**THE PROBLEM:**
Write out all of the data exactly as it appears.

-- DATA FOR THE TASK follows --

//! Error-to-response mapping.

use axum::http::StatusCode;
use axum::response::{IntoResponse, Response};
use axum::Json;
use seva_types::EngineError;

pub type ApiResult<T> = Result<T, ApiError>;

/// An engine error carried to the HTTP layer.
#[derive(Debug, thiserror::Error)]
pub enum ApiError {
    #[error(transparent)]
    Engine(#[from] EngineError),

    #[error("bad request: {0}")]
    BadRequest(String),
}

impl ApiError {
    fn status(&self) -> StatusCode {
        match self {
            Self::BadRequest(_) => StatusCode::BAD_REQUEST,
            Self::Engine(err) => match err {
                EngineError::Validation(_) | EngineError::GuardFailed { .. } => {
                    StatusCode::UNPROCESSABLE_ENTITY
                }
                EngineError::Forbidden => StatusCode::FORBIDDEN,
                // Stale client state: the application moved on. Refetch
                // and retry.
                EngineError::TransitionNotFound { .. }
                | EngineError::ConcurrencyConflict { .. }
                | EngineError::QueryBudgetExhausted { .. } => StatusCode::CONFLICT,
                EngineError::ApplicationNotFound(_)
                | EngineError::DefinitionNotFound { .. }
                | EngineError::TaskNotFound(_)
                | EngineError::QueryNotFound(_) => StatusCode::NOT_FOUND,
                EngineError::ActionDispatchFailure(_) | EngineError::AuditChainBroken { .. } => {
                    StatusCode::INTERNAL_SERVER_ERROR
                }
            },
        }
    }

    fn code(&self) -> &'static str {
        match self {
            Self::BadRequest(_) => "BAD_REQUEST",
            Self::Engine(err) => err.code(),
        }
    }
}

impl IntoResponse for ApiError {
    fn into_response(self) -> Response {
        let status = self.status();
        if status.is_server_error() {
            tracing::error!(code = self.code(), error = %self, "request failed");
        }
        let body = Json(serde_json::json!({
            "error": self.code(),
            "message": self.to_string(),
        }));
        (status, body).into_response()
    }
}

-- DATA FOR THE TASK concluded --

**ANSWER BOX:**
//! Error-to-response mapping.

use axum::http::StatusCode;
use axum::response::{IntoResponse, Response};
use axum::Json;
use seva_types::EngineError;

pub type ApiResult<T> = Result<T, ApiError>;

/// An engine error carried to the HTTP layer.
#[derive(Debug, thiserror::Error)]
pub enum ApiError {
    #[error(transparent)]
    Engine(#[from] EngineError),

    #[error("bad request: {0}")]
    BadRequest(String),
}

impl ApiError {
    fn status(&self) -> StatusCode {
        match self {
            Self::BadRequest(_) => StatusCode::BAD_REQUEST,
            Self::Engine(err) => match err {
                EngineError::Validation(_) | EngineError::GuardFailed { .. } => {
                    StatusCode::UNPROCESSABLE_ENTITY
                }
                EngineError::Forbidden => StatusCode::FORBIDDEN,
                // Stale client state: the application moved on. Refetch
                // and retry.
                EngineError::TransitionNotFound { .. }
                | EngineError::ConcurrencyConflict { .. }
                | EngineError::QueryBudgetExhausted { .. } => StatusCode::CONFLICT,
                EngineError::ApplicationNotFound(_)
                | EngineError::DefinitionNotFound { .. }
                | EngineError::TaskNotFound(_)
                | EngineError::QueryNotFound(_) => StatusCode::NOT_FOUND,
                EngineError::ActionDispatchFailure(_) | EngineError::AuditChainBroken { .. } => {
                    StatusCode::INTERNAL_SERVER_ERROR
                }
            },
        }
    }

    fn code(&self) -> &'static str {
        match self {
            Self::BadRequest(_) => "BAD_REQUEST",
            Self::Engine(err) => err.code(),
        }
    }
}

impl IntoResponse for ApiError {
    fn into_response(self) -> Response {
        let status = self.status();
        if status.is_server_error() {
            tracing::error!(code = self.code(), error = %self, "request failed");
        }
        let body = Json(serde_json::json!({
            "error": self.code(),
            "message": self.to_string(),
        }));
        (status, body).into_response()
    }
}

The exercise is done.